▸ **SOURCE INFORMATION**:
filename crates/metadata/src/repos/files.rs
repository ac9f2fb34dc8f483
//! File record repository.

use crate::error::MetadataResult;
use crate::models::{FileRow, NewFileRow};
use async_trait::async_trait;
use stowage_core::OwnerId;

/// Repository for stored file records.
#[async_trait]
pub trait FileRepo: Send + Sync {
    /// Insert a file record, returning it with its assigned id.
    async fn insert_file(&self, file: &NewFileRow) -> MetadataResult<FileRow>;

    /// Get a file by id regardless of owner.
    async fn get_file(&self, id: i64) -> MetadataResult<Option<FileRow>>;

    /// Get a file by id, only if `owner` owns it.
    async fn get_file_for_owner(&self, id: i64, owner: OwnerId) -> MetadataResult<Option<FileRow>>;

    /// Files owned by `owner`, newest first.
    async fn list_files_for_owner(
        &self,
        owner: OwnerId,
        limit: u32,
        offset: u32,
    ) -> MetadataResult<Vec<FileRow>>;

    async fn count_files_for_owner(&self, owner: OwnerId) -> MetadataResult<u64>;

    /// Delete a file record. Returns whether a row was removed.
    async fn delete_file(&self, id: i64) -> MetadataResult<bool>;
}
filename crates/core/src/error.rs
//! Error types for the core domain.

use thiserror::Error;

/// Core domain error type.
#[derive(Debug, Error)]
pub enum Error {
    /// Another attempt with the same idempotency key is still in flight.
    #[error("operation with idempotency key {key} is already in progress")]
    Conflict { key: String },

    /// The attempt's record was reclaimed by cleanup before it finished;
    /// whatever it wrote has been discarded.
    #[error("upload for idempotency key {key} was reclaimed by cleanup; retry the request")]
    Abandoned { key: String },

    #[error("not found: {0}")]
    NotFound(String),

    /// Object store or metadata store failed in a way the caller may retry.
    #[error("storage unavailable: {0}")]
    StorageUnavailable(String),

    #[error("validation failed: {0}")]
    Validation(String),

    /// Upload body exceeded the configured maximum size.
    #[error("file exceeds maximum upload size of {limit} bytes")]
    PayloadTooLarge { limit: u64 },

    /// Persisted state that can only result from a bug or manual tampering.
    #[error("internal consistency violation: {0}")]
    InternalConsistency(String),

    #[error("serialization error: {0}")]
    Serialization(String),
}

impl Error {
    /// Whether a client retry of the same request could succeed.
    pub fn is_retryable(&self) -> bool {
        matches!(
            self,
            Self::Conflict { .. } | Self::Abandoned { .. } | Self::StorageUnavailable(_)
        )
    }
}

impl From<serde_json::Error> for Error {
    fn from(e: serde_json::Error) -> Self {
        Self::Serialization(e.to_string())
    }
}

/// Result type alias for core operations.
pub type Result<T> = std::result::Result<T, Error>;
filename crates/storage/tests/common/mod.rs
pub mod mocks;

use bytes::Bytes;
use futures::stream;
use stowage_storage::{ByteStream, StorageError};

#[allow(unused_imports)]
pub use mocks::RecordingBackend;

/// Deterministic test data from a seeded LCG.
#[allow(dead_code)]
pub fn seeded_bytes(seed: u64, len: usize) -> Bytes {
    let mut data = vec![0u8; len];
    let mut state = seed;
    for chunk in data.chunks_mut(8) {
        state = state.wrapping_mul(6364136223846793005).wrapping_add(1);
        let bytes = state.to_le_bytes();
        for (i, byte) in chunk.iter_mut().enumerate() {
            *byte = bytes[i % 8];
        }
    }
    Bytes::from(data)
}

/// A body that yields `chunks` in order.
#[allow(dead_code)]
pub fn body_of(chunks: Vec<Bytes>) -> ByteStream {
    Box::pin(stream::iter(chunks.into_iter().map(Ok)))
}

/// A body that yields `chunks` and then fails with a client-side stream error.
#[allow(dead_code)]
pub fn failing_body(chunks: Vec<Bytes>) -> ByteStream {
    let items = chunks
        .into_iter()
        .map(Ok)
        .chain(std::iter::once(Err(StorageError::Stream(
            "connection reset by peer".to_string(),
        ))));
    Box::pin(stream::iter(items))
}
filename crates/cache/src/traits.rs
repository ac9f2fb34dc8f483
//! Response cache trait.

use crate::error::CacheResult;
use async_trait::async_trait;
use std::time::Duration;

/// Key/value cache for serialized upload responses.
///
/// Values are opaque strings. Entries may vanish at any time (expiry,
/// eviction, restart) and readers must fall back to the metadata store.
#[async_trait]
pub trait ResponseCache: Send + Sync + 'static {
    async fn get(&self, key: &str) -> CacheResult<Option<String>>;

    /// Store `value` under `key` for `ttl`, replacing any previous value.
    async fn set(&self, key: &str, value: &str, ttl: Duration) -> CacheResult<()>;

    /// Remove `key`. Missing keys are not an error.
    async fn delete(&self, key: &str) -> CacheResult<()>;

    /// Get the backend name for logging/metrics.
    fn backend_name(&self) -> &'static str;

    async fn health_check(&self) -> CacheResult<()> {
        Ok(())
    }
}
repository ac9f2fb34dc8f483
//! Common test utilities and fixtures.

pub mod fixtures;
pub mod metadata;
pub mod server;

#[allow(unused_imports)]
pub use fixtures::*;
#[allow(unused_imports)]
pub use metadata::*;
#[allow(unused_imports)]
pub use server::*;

▸ **REQUIREMENT**:
From the listing above, copy out each line where the word "state" appears.

▸ **OUTPUT OF THE TASK**:
    /// Persisted state that can only result from a bug or manual tampering.
    let mut state = seed;
        state = state.wrapping_mul(6364136223846793005).wrapping_add(1);
        let bytes = state.to_le_bytes();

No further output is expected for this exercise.